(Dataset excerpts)
++++++
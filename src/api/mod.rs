//! REST API module.
//!
//! Contains all API routes and handlers following the admin console's
//! contract.

mod archives;
mod auth;
mod dashboard;
mod datastore;
mod matches;
mod media;
mod notifications;
mod players;
mod results;
mod stats;
mod teams;

pub use archives::*;
pub use auth::*;
pub use dashboard::*;
pub use datastore::*;
pub use matches::*;
pub use media::*;
pub use notifications::*;
pub use players::*;
pub use results::*;
pub use stats::*;
pub use teams::*;

use axum::{
    http::{header, StatusCode},
    response::{IntoResponse, Response},
    Json,
};
use serde::Serialize;

/// Success response envelope.
#[derive(Debug, Serialize)]
#[serde(rename_all = "camelCase")]
pub struct ApiResponse<T: Serialize> {
    pub success: bool,
    pub data: T,
    pub revision_id: i64,
}

impl<T: Serialize> ApiResponse<T> {
    pub fn new(data: T, revision_id: i64) -> Self {
        Self {
            success: true,
            data,
            revision_id,
        }
    }
}

impl<T: Serialize> IntoResponse for ApiResponse<T> {
    fn into_response(self) -> Response {
        (StatusCode::OK, Json(self)).into_response()
    }
}

/// Response type that can be either success or error.
pub type ApiResult<T> = Result<ApiResponse<T>, crate::errors::AppErrorWithRevision>;

/// Create a successful API response.
pub fn success<T: Serialize>(data: T, revision_id: i64) -> ApiResult<T> {
    Ok(ApiResponse::new(data, revision_id))
}

/// Create an error API response.
pub fn error<T: Serialize>(err: crate::errors::AppError, revision_id: i64) -> ApiResult<T> {
    Err(crate::errors::AppErrorWithRevision {
        error: err,
        revision_id,
    })
}

/// A CSV download: `text/csv` body with an attachment filename, mirroring
/// the console's export buttons.
pub struct CsvFile {
    pub file_name: &'static str,
    pub body: String,
}

impl IntoResponse for CsvFile {
    fn into_response(self) -> Response {
        (
            StatusCode::OK,
            [
                (header::CONTENT_TYPE, "text/csv; charset=utf-8".to_string()),
                (
                    header::CONTENT_DISPOSITION,
                    format!("attachment; filename=\"{}\"", self.file_name),
                ),
            ],
            self.body,
        )
            .into_response()
    }
}

pub type CsvResult = Result<CsvFile, crate::errors::AppErrorWithRevision>;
++++++
Copy every line above in which the string "CsvFile" shows up.

pub struct CsvFile {
impl IntoResponse for CsvFile {
pub type CsvResult = Result<CsvFile, crate::errors::AppErrorWithRevision>;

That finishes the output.